Mercados argentinos não reagem à prisão de Menem

Os mercados argentinos não estão reagindo à notícia da prisão do ex-presidente Carlos Menem. O analista Horácio Bonavia, da Portfolio Investment, não acredita que haverá repercussões no mercado porque é bom para o país que os crimes sejam apurados e seus responsáveis punidos. "Seria ruim se, depois de todas as provas, Menem ficasse solto", disse. Ele afirmou ainda que o fundamental é o sucesso da troca dos títulos da dívida que dá fôlego para a Argentina.

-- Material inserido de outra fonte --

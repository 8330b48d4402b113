//! Comprehensive tests for domain_claims validation

use domain_claims::{ClaimValidator, NewClaim, ValidationError, SUGGESTED_VEHICLE_CLASSES};
use proptest::prelude::*;
use rust_decimal_macros::dec;

// ============================================================================
// Date Tests
// ============================================================================

mod date_tests {
    use super::*;

    #[test]
    fn test_valid_date_accepted() {
        assert!(ClaimValidator::validate_date("2024-01-01").is_ok());
    }

    #[test]
    fn test_leap_day_accepted() {
        assert!(ClaimValidator::validate_date("2024-02-29").is_ok());
    }

    #[test]
    fn test_non_leap_year_february_29_rejected() {
        assert!(matches!(
            ClaimValidator::validate_date("2023-02-29"),
            Err(ValidationError::InvalidDateFormat(_))
        ));
    }

    #[test]
    fn test_month_13_rejected() {
        assert!(matches!(
            ClaimValidator::validate_date("2024-13-01"),
            Err(ValidationError::InvalidDateFormat(_))
        ));
    }

    #[test]
    fn test_day_month_year_order_rejected() {
        assert!(matches!(
            ClaimValidator::validate_date("01-01-2024"),
            Err(ValidationError::InvalidDateFormat(_))
        ));
    }

    #[test]
    fn test_alternate_separator_rejected() {
        assert!(matches!(
            ClaimValidator::validate_date("2024/01/01"),
            Err(ValidationError::InvalidDateFormat(_))
        ));
    }

    #[test]
    fn test_trailing_text_rejected() {
        assert!(matches!(
            ClaimValidator::validate_date("2024-01-01 noon"),
            Err(ValidationError::InvalidDateFormat(_))
        ));
    }

    #[test]
    fn test_non_padded_month_and_day_rejected() {
        assert!(matches!(
            ClaimValidator::validate_date("2024-6-1"),
            Err(ValidationError::InvalidDateFormat(_))
        ));
    }

    #[test]
    fn test_empty_date_rejected() {
        assert!(matches!(
            ClaimValidator::validate_date(""),
            Err(ValidationError::InvalidDateFormat(_))
        ));
    }
}

// ============================================================================
// Amount Tests
// ============================================================================

mod amount_tests {
    use super::*;

    #[test]
    fn test_integer_amount() {
        assert_eq!(ClaimValidator::validate_amount("100"), Ok(dec!(100)));
    }

    #[test]
    fn test_fractional_amount() {
        assert_eq!(ClaimValidator::validate_amount("1250.50"), Ok(dec!(1250.50)));
    }

    #[test]
    fn test_surrounding_whitespace_tolerated() {
        assert_eq!(ClaimValidator::validate_amount(" 250 "), Ok(dec!(250)));
    }

    #[test]
    fn test_zero_is_non_positive() {
        assert_eq!(
            ClaimValidator::validate_amount("0"),
            Err(ValidationError::NonPositiveAmount(dec!(0)))
        );
    }

    #[test]
    fn test_negative_is_non_positive() {
        assert_eq!(
            ClaimValidator::validate_amount("-5"),
            Err(ValidationError::NonPositiveAmount(dec!(-5)))
        );
    }

    #[test]
    fn test_non_numeric_rejected() {
        assert!(matches!(
            ClaimValidator::validate_amount("abc"),
            Err(ValidationError::InvalidAmountFormat(_))
        ));
    }

    #[test]
    fn test_empty_amount_rejected() {
        assert!(matches!(
            ClaimValidator::validate_amount(""),
            Err(ValidationError::InvalidAmountFormat(_))
        ));
    }
}

// ============================================================================
// Required Field Tests
// ============================================================================

mod required_field_tests {
    use super::*;

    #[test]
    fn test_all_present() {
        assert!(ClaimValidator::validate_required_fields("2024-01-01", "Car", "100").is_ok());
    }

    #[test]
    fn test_each_field_required() {
        let cases = [("", "Car", "100"), ("2024-01-01", "", "100"), ("2024-01-01", "Car", "")];
        for (date, vehicle_class, amount) in cases {
            assert_eq!(
                ClaimValidator::validate_required_fields(date, vehicle_class, amount),
                Err(ValidationError::MissingRequiredField)
            );
        }
    }
}

// ============================================================================
// Composite Validation Tests
// ============================================================================

mod validate_claim_tests {
    use super::*;

    #[test]
    fn test_valid_claim_returns_amount() {
        assert_eq!(
            ClaimValidator::validate_claim("2024-01-01", "Truck", "999.99"),
            Ok(dec!(999.99))
        );
    }

    #[test]
    fn test_presence_checked_before_format() {
        assert_eq!(
            ClaimValidator::validate_claim("", "Car", "100"),
            Err(ValidationError::MissingRequiredField)
        );
    }

    #[test]
    fn test_date_checked_before_amount() {
        assert!(matches!(
            ClaimValidator::validate_claim("not-a-date", "Car", "abc"),
            Err(ValidationError::InvalidDateFormat(_))
        ));
    }

    #[test]
    fn test_any_suggested_vehicle_class_passes() {
        for class in SUGGESTED_VEHICLE_CLASSES {
            assert!(ClaimValidator::validate_claim("2024-01-01", class, "100").is_ok());
        }
    }

    #[test]
    fn test_arbitrary_vehicle_class_passes() {
        // the class list is a suggestion, not an enumeration
        assert!(ClaimValidator::validate_claim("2024-01-01", "Snowmobile", "100").is_ok());
    }

    #[test]
    fn test_new_claim_description_optional() {
        let claim = NewClaim::validated("2024-01-01", "Bus", "42", "").unwrap();
        assert_eq!(claim.description, "");
    }
}

// ============================================================================
// Property Tests
// ============================================================================

proptest! {
    #[test]
    fn prop_well_formed_dates_validate(year in 1900i32..2100, month in 1u32..=12, day in 1u32..=28) {
        let text = format!("{year:04}-{month:02}-{day:02}");
        prop_assert!(ClaimValidator::validate_date(&text).is_ok());
    }

    #[test]
    fn prop_positive_integer_amounts_validate(amount in 1u64..1_000_000_000) {
        let parsed = ClaimValidator::validate_amount(&amount.to_string()).unwrap();
        prop_assert_eq!(parsed, rust_decimal::Decimal::from(amount));
    }

    #[test]
    fn prop_non_positive_integer_amounts_rejected(amount in 0i64..1_000_000) {
        let result = ClaimValidator::validate_amount(&(-amount).to_string());
        prop_assert!(matches!(result, Err(ValidationError::NonPositiveAmount(_))));
    }
}
//! Claim field validation rules
//!
//! Pure input checking for the claim form, run before anything touches
//! storage. Fully deterministic and free of side effects, so the functions
//! are safe to call any number of times with the same input.
//!
//! # Validation Rules
//!
//! - Date, vehicle class, and amount are required; description is optional
//! - The date must be exactly `YYYY-MM-DD` and name a real calendar date
//! - The amount must parse as a base-10 decimal and be strictly positive
//!
//! The composite check runs in a fixed order (presence, then date, then
//! amount) so a blank form yields one unambiguous message rather than a
//! format complaint about an empty string.

use chrono::NaiveDate;
use rust_decimal::Decimal;

use crate::error::ValidationError;

const DATE_FORMAT: &str = "%Y-%m-%d";

/// Validator for raw claim form fields
///
/// # Examples
///
/// ```rust
/// use domain_claims::ClaimValidator;
///
/// let amount = ClaimValidator::validate_claim("2024-03-15", "Car", "1250.50")?;
/// assert!(amount > rust_decimal::Decimal::ZERO);
/// # Ok::<(), domain_claims::ValidationError>(())
/// ```
pub struct ClaimValidator;

impl ClaimValidator {
    /// Validates that a date string is exactly `YYYY-MM-DD`
    ///
    /// The year must be 4 digits and the month and day zero-padded to 2;
    /// alternate separators, partial matches, and impossible calendar dates
    /// are all rejected.
    ///
    /// # Errors
    ///
    /// Returns [`ValidationError::InvalidDateFormat`] with the offending text.
    pub fn validate_date(text: &str) -> Result<(), ValidationError> {
        let parsed = NaiveDate::parse_from_str(text, DATE_FORMAT)
            .map_err(|_| ValidationError::InvalidDateFormat(text.to_string()))?;

        // chrono accepts non-padded fields like `2024-1-1`; only the padded
        // form round-trips unchanged
        if parsed.format(DATE_FORMAT).to_string() != text {
            return Err(ValidationError::InvalidDateFormat(text.to_string()));
        }
        Ok(())
    }

    /// Validates and parses a claim amount
    ///
    /// Surrounding whitespace is tolerated. A leading sign parses but a
    /// non-positive value is rejected.
    ///
    /// # Errors
    ///
    /// Returns [`ValidationError::InvalidAmountFormat`] when the text is not
    /// a base-10 number, or [`ValidationError::NonPositiveAmount`] when the
    /// parsed value is zero or negative.
    pub fn validate_amount(text: &str) -> Result<Decimal, ValidationError> {
        let amount: Decimal = text
            .trim()
            .parse()
            .map_err(|_| ValidationError::InvalidAmountFormat(text.to_string()))?;

        if amount <= Decimal::ZERO {
            return Err(ValidationError::NonPositiveAmount(amount));
        }
        Ok(amount)
    }

    /// Validates that all required fields are present
    ///
    /// Date, vehicle class, and amount are required; the description field is
    /// exempt and never checked here.
    ///
    /// # Errors
    ///
    /// Returns [`ValidationError::MissingRequiredField`] if any of the three
    /// strings is empty.
    pub fn validate_required_fields(
        date: &str,
        vehicle_class: &str,
        amount: &str,
    ) -> Result<(), ValidationError> {
        if date.is_empty() || vehicle_class.is_empty() || amount.is_empty() {
            return Err(ValidationError::MissingRequiredField);
        }
        Ok(())
    }

    /// Validates a whole claim submission
    ///
    /// Composes the field checks in strict order (required fields, then date
    /// format, then amount), short-circuiting on the first failure. On
    /// success returns the normalized positive amount; date and vehicle class
    /// pass through unchanged in the caller's hands.
    ///
    /// # Errors
    ///
    /// The first [`ValidationError`] encountered, in check order.
    pub fn validate_claim(
        date: &str,
        vehicle_class: &str,
        amount: &str,
    ) -> Result<Decimal, ValidationError> {
        Self::validate_required_fields(date, vehicle_class, amount)?;
        Self::validate_date(date)?;
        Self::validate_amount(amount)
    }
}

O analista, no entanto, pondera que se acontecer um movimento dos mercados internacionais em cima de temores de que Cavallo seja atingido, aí sim poderá haver repercussão negativa. Na mesma linha, o analista do Lloyds TSB, Alejandro Loizaga, não acredita numa reação negativa dos mercados. "O risco país não está disparando e se encontra agora em torno de 917 pontos base", falou. O ex-presidente Carlos Menem, por ser maior de 70 anos, deverá pedir a prisão domiciliar e será transferido para uma chácara de um amigo, fora de Buenos Aires. O menemistas acusam o governo e a Justiça de perseguição política contra Menem.